//! See [`Reflect`] derive macro.
#![cfg_attr(docsrs, feature(doc_cfg))]
#![allow(clippy::std_instead_of_core, reason = "proc-macro lib")]
#![allow(clippy::std_instead_of_alloc, reason = "proc-macro lib")]

use proc_macro::TokenStream;
use syn::{DeriveInput, parse_macro_input};

static REFLECT_ATTRIBUTE_NAME: &str = "reflect";
static TAG_ATTRIBUTE_NAME: &str = "tag";

// -----------------------------------------------------------------------------
// Modules

mod derive_data;
mod impls;
mod path;
mod utils;

// -----------------------------------------------------------------------------
// Macros

/// # Record Reflection Derivation
///
/// `#[derive(Reflect)]` implements the following traits for a struct with
/// named fields:
///
/// - `TypePath`
/// - `Typed`
/// - `Reflect`
/// - `Struct`
///
/// The type must also implement `Default` and `Clone`, the default value is
/// used as the zero value of the record.
///
/// ## Type Attributes
///
/// - `#[reflect(type_path = "my_crate::foo::Bar")]`: override the type path,
///   which defaults to `module_path!()` joined with the type ident.
/// - `#[reflect(auto_register)]`: submit the type to the registry collected by
///   `TypeRegistry::auto_register`, ignored for generic types.
///
/// ## Field Attributes
///
/// - `#[reflect(embedded)]`: mark the field as an embedded record, its fields
///   are promoted to the owner unless a tag renames it.
/// - `#[reflect(skip)]`: hide the field from reflection.
/// - `#[tag(json = "name,omitempty", default = "1")]`: key/value tag pairs,
///   read by mappers through their tag key.
///
/// Only `pub` fields are exported.
///
/// ## Example
///
/// ```rust, ignore
/// #[derive(Reflect, Default, Clone)]
/// #[reflect(auto_register)]
/// struct Account {
///     #[reflect(embedded)]
///     pub base: Base,
///     #[tag(json = "login", default = "guest")]
///     pub name: String,
///     #[reflect(skip)]
///     pub cache: Vec<u8>,
/// }
///
/// // support generics
/// #[derive(Reflect, Default, Clone)]
/// struct Page<T> {
///     pub items: Vec<T>,
/// }
/// ```
#[proc_macro_derive(Reflect, attributes(reflect, tag))]
pub fn derive_reflect(input: TokenStream) -> TokenStream {
    let ast = parse_macro_input!(input as DeriveInput);

    match derive_data::ReflectStruct::from_input(&ast) {
        Ok(info) => impls::impl_struct(&info).into(),
        Err(err) => err.into_compile_error().into(),
    }
}
use alloc::boxed::Box;
use alloc::string::String;
use core::fmt;

use crate::Reflect;
use crate::impls::NonGenericTypeInfoCell;
use crate::info::{ScalarInfo, ScalarKind, TypeInfo, TypePath, Typed};
use crate::ops::{Scalar, ScalarRef, ScalarValue};

// -----------------------------------------------------------------------------
// Common

macro_rules! impl_scalar_base {
    ($ty:ty, $path:expr, $name:expr, $kind:expr) => {
        impl TypePath for $ty {
            #[inline]
            fn type_path() -> &'static str {
                $path
            }

            #[inline]
            fn type_name() -> &'static str {
                $name
            }
        }

        impl Typed for $ty {
            fn type_info() -> &'static TypeInfo {
                static CELL: NonGenericTypeInfoCell = NonGenericTypeInfoCell::new();
                CELL.get_or_init(|| TypeInfo::Scalar(ScalarInfo::new::<Self>($kind)))
            }
        }

        impl Reflect for $ty {
            crate::impl_reflect_cast_fn!(Scalar);

            #[inline]
            fn reflect_clone(&self) -> Box<dyn Reflect> {
                Box::new(Clone::clone(self))
            }

            #[inline]
            fn reflect_eq(&self, other: &dyn Reflect) -> bool {
                other.downcast_ref::<Self>().is_some_and(|other| self == other)
            }

            #[inline]
            fn reflect_debug(&self, f: &mut fmt::Formatter<'_>) -> fmt::Result {
                fmt::Debug::fmt(self, f)
            }
        }
    };
}

// -----------------------------------------------------------------------------
// Numbers

macro_rules! impl_reflect_number {
    ($($ty:ident => $variant:ident($wide:ty), $kind:ident;)*) => {$(
        impl_scalar_base!($ty, stringify!($ty), stringify!($ty), ScalarKind::$kind(<$ty>::BITS));

        impl Scalar for $ty {
            #[inline]
            fn scalar_kind(&self) -> ScalarKind {
                ScalarKind::$kind(<$ty>::BITS)
            }

            #[inline]
            fn scalar_ref(&self) -> ScalarRef<'_> {
                ScalarRef::$variant(*self as $wide)
            }

            fn store(&mut self, value: ScalarValue) -> Result<(), ScalarValue> {
                match value {
                    ScalarValue::$variant(wide) => match <$ty>::try_from(wide) {
                        Ok(value) => {
                            *self = value;
                            Ok(())
                        }
                        Err(_) => Err(ScalarValue::$variant(wide)),
                    },
                    other => Err(other),
                }
            }
        }
    )*};
}

impl_reflect_number! {
    i8 => Int(i64), Int;
    i16 => Int(i64), Int;
    i32 => Int(i64), Int;
    i64 => Int(i64), Int;
    isize => Int(i64), Int;
    u8 => Uint(u64), Uint;
    u16 => Uint(u64), Uint;
    u32 => Uint(u64), Uint;
    u64 => Uint(u64), Uint;
    usize => Uint(u64), Uint;
}

macro_rules! impl_reflect_float {
    ($($ty:ident => $variant:ident, $bits:literal;)*) => {$(
        impl_scalar_base!($ty, stringify!($ty), stringify!($ty), ScalarKind::Float($bits));

        impl Scalar for $ty {
            #[inline]
            fn scalar_kind(&self) -> ScalarKind {
                ScalarKind::Float($bits)
            }

            #[inline]
            fn scalar_ref(&self) -> ScalarRef<'_> {
                ScalarRef::$variant(*self)
            }

            fn store(&mut self, value: ScalarValue) -> Result<(), ScalarValue> {
                match value {
                    ScalarValue::$variant(value) => {
                        *self = value;
                        Ok(())
                    }
                    other => Err(other),
                }
            }
        }
    )*};
}

impl_reflect_float! {
    f32 => F32, 32;
    f64 => F64, 64;
}

// -----------------------------------------------------------------------------
// bool & String

impl_scalar_base!(bool, "bool", "bool", ScalarKind::Bool);

impl Scalar for bool {
    #[inline]
    fn scalar_kind(&self) -> ScalarKind {
        ScalarKind::Bool
    }

    #[inline]
    fn scalar_ref(&self) -> ScalarRef<'_> {
        ScalarRef::Bool(*self)
    }

    fn store(&mut self, value: ScalarValue) -> Result<(), ScalarValue> {
        match value {
            ScalarValue::Bool(value) => {
                *self = value;
                Ok(())
            }
            other => Err(other),
        }
    }
}

impl_scalar_base!(String, "alloc::string::String", "String", ScalarKind::Str);

impl Scalar for String {
    #[inline]
    fn scalar_kind(&self) -> ScalarKind {
        ScalarKind::Str
    }

    #[inline]
    fn scalar_ref(&self) -> ScalarRef<'_> {
        ScalarRef::Str(self.as_str())
    }

    fn store(&mut self, value: ScalarValue) -> Result<(), ScalarValue> {
        match value {
            ScalarValue::Str(value) => {
                *self = value;
                Ok(())
            }
            other => Err(other),
        }
    }
}

#[cfg(test)]
mod tests {
    use alloc::boxed::Box;
    use alloc::string::String;

    use crate::Reflect;
    use crate::info::{ScalarKind, Typed};
    use crate::ops::{ReflectMut, ScalarRef, ScalarValue};

    #[test]
    fn scalar_kind_carries_width() {
        let info = i16::type_info().as_scalar().unwrap();
        assert_eq!(info.kind(), ScalarKind::Int(16));
        let info = usize::type_info().as_scalar().unwrap();
        assert_eq!(info.kind(), ScalarKind::Uint(usize::BITS));
        assert_eq!(f32::type_info().type_path(), "f32");
        assert_eq!(String::type_info().type_name(), "String");
    }

    #[test]
    fn store_checks_range() {
        let mut value = 0_i8;
        let ReflectMut::Scalar(scalar) = value.reflect_mut() else {
            panic!("i8 is a scalar");
        };
        assert_eq!(scalar.store(ScalarValue::Int(300)), Err(ScalarValue::Int(300)));
        assert!(scalar.store(ScalarValue::Uint(1)).is_err());
        assert!(scalar.store(ScalarValue::Int(-128)).is_ok());
        assert_eq!(scalar.scalar_ref(), ScalarRef::Int(-128));
        assert_eq!(value, -128);
    }

    #[test]
    fn set_and_take() {
        let mut value = String::from("a");
        assert!(value.set(Box::new(String::from("b"))).is_ok());
        assert_eq!(value, "b");
        assert!(value.set(Box::new(1_u8)).is_err());

        let boxed: Box<dyn Reflect> = Box::new(7_u32);
        assert!(boxed.reflect_eq(&7_u32));
        assert!(!boxed.reflect_eq(&7_u64));
        assert_eq!(boxed.take::<u32>().ok(), Some(7));
    }
}
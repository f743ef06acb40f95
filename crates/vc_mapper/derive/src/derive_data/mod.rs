//! Provide some tools for parsing token stream.

// -----------------------------------------------------------------------------
// Modules

mod attributes;
mod reflect_struct;

// -----------------------------------------------------------------------------
// Internal API

pub(crate) use attributes::{FieldAttributes, TypeAttributes};
pub(crate) use reflect_struct::{ReflectStruct, StructField};
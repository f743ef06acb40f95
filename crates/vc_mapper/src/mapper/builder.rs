use alloc::collections::VecDeque;
use alloc::format;
use alloc::vec;
use alloc::vec::Vec;
use core::any::TypeId;

use crate::info::{StructInfo, TypeInfo};
use crate::mapper::tag::{FLATTEN, IGNORE_THIS_FIELD, OMIT_NESTED, TagFunc, parse_options};
use crate::mapper::{FieldId, FieldInfo, StructMap};
use crate::utils::HashMap;

/// A struct type waiting for its fields to be mapped.
struct Pending {
    info: &'static StructInfo,
    /// The node listing the mapped fields.
    owner: FieldId,
    /// The index path of the struct field.
    index: Vec<usize>,
    /// The struct types being expanded on the way from the root.
    expanding: Vec<TypeId>,
}

#[cold]
#[inline(never)]
fn not_a_struct(info: &TypeInfo) -> ! {
    panic!("`{}` is not a struct, can not build its field tree", info.type_path());
}

#[cold]
#[inline(never)]
fn duplicated_path(info: &TypeInfo, exist: &FieldInfo, field: &FieldInfo) -> ! {
    panic!(
        "Duplicated path: `{}.{}`, indexes are {:?} and {:?}",
        info.type_path(),
        field.path,
        exist.index,
        field.index,
    );
}

/// Build the field tree of a record type by a breadth-first traversal.
///
/// # Panics
///
/// - `info` is not a struct, or an `Option` of a struct.
/// - Two fields resolve to the same canonical path.
pub(crate) fn build_struct_map(
    info: &'static TypeInfo,
    tag_name: &str,
    tag_func: TagFunc,
) -> StructMap {
    let root = FieldInfo::root(info);
    let Some(record) = root.elem.as_struct() else {
        not_a_struct(info);
    };

    let mut queue = VecDeque::new();
    queue.push_back(Pending {
        info: record,
        owner: FieldId::ROOT,
        index: Vec::new(),
        expanding: vec![root.elem.type_id()],
    });
    let mut nodes = vec![root];

    while let Some(pending) = queue.pop_front() {
        for (position, field) in pending.info.fields().iter().enumerate() {
            if !field.exported() && !field.embedded() {
                continue;
            }

            let tag = field.tags().get(tag_name).unwrap_or("");
            let (name, parts) = tag_func(field.name(), tag);
            if name == IGNORE_THIS_FIELD || name.is_empty() {
                continue;
            }

            let id = FieldId(nodes.len());
            let ty = field.type_info();
            let elem = ty.deref();
            let options = parse_options(&parts);

            let mut index = pending.index.clone();
            index.push(position);

            let owner_path = &nodes[pending.owner.0].path;
            let path = if owner_path.is_empty() {
                name.clone()
            } else {
                format!("{owner_path}.{name}")
            };

            let mut owner = id;
            if let Some(child) = elem.as_struct() {
                // The fields of the child are mapped at the parent level.
                if options.contains_key(FLATTEN) {
                    owner = pending.owner;
                }
                if field.embedded() && tag_func(field.name(), "").0 == name {
                    owner = pending.owner;
                }

                let child_id = elem.type_id();
                if !options.contains_key(OMIT_NESTED) && !pending.expanding.contains(&child_id) {
                    let mut expanding = pending.expanding.clone();
                    expanding.push(child_id);
                    queue.push_back(Pending {
                        info: child,
                        owner,
                        index: index.clone(),
                        expanding,
                    });
                }
            }

            if owner == id {
                nodes[pending.owner.0].children.push(id);
            }

            nodes.push(FieldInfo {
                id,
                index: index.into_boxed_slice(),
                path,
                name,
                parts,
                options,
                ty,
                elem,
                embedded: field.embedded(),
                children: Vec::new(),
                parent: Some(pending.owner),
            });
        }
    }

    let mut paths = HashMap::with_capacity_and_hasher(nodes.len(), Default::default());
    let mut leaves = HashMap::default();
    for field in &nodes[1..] {
        if let Some(exist) = paths.insert(field.path.clone(), field.id) {
            duplicated_path(info, &nodes[exist.0], field);
        }
        if !field.is_struct() {
            leaves.insert(field.path.clone(), field.id);
        }
    }

    StructMap {
        nodes,
        paths,
        leaves,
    }
}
-=-=-=-=-
What needs to be done> Everything from the line with "the parent level." through the final line of the entries above must be duplicated exactly; both ends belong, and no other line does.

The answer>
                // The fields of the child are mapped at the parent level.
                if options.contains_key(FLATTEN) {
                    owner = pending.owner;
                }
                if field.embedded() && tag_func(field.name(), "").0 == name {
                    owner = pending.owner;
                }

                let child_id = elem.type_id();
                if !options.contains_key(OMIT_NESTED) && !pending.expanding.contains(&child_id) {
                    let mut expanding = pending.expanding.clone();
                    expanding.push(child_id);
                    queue.push_back(Pending {
                        info: child,
                        owner,
                        index: index.clone(),
                        expanding,
                    });
                }
            }

            if owner == id {
                nodes[pending.owner.0].children.push(id);
            }

            nodes.push(FieldInfo {
                id,
                index: index.into_boxed_slice(),
                path,
                name,
                parts,
                options,
                ty,
                elem,
                embedded: field.embedded(),
                children: Vec::new(),
                parent: Some(pending.owner),
            });
        }
    }

    let mut paths = HashMap::with_capacity_and_hasher(nodes.len(), Default::default());
    let mut leaves = HashMap::default();
    for field in &nodes[1..] {
        if let Some(exist) = paths.insert(field.path.clone(), field.id) {
            duplicated_path(info, &nodes[exist.0], field);
        }
        if !field.is_struct() {
            leaves.insert(field.path.clone(), field.id);
        }
    }

    StructMap {
        nodes,
        paths,
        leaves,
    }
}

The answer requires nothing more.